Collected data
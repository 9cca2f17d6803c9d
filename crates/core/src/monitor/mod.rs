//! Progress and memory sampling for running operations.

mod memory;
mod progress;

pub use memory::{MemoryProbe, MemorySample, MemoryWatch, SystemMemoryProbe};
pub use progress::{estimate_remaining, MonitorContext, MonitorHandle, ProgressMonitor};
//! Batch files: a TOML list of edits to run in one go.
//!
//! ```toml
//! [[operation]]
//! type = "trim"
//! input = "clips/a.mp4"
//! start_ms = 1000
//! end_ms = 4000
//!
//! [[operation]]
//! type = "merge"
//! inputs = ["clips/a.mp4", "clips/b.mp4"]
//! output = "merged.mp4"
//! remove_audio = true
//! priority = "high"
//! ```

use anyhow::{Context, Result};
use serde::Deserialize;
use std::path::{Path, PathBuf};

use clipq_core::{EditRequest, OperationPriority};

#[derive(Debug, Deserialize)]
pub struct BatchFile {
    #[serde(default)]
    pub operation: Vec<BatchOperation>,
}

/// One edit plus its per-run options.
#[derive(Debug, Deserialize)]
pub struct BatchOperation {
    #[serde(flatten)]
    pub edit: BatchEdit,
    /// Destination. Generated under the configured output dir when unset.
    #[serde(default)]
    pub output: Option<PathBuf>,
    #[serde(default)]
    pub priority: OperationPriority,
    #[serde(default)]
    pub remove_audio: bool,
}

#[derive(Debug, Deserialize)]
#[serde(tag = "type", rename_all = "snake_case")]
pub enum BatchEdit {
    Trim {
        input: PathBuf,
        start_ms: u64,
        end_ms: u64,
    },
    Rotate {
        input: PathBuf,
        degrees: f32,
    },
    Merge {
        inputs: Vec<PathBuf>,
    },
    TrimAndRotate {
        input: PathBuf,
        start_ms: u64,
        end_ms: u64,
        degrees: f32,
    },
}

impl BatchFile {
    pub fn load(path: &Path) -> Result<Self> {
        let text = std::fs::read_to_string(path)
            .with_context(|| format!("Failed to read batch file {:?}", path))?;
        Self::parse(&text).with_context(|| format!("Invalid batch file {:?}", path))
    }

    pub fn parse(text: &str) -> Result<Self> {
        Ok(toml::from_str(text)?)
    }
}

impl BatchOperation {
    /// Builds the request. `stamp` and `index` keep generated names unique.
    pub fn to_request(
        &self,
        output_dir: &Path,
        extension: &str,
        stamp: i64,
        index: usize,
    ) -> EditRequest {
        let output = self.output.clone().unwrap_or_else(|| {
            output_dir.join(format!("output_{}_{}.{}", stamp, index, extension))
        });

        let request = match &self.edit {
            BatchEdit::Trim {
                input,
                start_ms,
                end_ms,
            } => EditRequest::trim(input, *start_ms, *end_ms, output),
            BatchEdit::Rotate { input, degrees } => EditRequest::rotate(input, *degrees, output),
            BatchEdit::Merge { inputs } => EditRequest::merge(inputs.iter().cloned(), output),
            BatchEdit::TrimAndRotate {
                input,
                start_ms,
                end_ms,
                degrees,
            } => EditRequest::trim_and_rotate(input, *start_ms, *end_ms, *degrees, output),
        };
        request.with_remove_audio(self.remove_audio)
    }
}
...
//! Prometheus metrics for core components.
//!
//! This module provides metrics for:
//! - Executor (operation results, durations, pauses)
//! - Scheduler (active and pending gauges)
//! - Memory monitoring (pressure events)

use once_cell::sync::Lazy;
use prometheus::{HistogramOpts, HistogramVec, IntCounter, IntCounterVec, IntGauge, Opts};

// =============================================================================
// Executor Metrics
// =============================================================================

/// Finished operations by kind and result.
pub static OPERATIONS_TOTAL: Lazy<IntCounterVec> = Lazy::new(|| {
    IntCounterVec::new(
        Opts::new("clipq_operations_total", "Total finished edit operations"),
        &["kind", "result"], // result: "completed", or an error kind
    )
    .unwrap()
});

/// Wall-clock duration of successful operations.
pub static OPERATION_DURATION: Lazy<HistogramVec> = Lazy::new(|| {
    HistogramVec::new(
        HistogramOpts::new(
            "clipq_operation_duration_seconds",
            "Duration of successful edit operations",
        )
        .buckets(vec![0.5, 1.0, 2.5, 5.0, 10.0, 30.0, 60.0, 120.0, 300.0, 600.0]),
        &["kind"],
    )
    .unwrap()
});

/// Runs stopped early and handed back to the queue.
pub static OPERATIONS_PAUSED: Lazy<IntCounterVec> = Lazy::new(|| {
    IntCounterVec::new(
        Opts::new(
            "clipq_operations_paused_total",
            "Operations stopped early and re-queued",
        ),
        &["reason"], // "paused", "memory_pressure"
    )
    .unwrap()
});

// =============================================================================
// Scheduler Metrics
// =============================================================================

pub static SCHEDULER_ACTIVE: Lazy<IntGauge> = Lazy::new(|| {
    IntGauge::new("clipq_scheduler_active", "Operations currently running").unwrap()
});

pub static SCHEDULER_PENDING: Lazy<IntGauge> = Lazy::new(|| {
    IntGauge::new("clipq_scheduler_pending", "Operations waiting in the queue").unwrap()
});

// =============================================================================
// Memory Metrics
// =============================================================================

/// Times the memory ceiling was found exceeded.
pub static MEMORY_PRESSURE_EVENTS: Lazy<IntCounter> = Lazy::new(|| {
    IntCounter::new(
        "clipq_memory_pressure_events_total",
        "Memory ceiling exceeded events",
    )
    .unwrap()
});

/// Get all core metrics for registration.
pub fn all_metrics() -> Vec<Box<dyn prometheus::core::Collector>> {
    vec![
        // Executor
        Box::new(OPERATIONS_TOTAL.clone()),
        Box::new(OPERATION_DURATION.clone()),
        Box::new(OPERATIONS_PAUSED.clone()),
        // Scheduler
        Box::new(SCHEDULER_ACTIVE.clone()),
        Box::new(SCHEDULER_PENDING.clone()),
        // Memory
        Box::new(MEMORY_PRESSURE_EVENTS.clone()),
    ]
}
---
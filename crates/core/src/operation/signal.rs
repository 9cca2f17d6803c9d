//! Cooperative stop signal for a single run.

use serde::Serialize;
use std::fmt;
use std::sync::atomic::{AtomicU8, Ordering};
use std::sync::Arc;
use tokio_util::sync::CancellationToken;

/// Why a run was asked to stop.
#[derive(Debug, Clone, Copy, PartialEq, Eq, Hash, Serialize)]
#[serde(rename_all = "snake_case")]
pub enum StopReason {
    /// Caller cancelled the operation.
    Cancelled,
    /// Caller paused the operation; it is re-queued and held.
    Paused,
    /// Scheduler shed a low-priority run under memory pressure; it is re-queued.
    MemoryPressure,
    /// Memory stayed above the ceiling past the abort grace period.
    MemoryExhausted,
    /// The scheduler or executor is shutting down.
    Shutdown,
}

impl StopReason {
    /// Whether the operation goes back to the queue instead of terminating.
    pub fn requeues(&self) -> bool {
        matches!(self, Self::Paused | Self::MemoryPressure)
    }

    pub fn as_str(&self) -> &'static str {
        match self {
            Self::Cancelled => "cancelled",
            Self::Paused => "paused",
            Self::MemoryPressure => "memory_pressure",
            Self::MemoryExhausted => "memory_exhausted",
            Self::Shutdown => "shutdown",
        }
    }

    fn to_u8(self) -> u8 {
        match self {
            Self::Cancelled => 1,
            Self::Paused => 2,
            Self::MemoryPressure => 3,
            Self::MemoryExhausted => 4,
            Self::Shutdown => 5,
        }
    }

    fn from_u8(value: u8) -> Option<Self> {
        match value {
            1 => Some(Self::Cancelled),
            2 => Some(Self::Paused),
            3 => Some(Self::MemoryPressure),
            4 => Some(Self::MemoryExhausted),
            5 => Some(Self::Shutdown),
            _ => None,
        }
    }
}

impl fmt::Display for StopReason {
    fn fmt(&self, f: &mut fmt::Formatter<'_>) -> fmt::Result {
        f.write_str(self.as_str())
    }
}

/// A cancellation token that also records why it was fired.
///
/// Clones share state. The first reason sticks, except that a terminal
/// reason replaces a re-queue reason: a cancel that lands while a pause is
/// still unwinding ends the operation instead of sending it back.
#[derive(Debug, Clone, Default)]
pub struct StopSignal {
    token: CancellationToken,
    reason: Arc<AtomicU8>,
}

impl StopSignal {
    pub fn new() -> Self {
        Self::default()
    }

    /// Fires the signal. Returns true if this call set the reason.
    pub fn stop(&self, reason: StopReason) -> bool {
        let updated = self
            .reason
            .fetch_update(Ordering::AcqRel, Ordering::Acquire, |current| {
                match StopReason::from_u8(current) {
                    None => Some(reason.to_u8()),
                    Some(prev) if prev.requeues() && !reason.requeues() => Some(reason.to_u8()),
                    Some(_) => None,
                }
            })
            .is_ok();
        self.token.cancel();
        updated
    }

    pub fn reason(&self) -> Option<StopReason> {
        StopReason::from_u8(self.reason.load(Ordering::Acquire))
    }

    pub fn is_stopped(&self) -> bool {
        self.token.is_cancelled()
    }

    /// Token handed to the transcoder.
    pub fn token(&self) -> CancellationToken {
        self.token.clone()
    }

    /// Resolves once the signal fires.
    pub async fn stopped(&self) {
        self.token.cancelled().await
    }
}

> _YOUR TASK_:
State only the count of lines above that hold the string "queued".

> _ANSWER AREA_:
3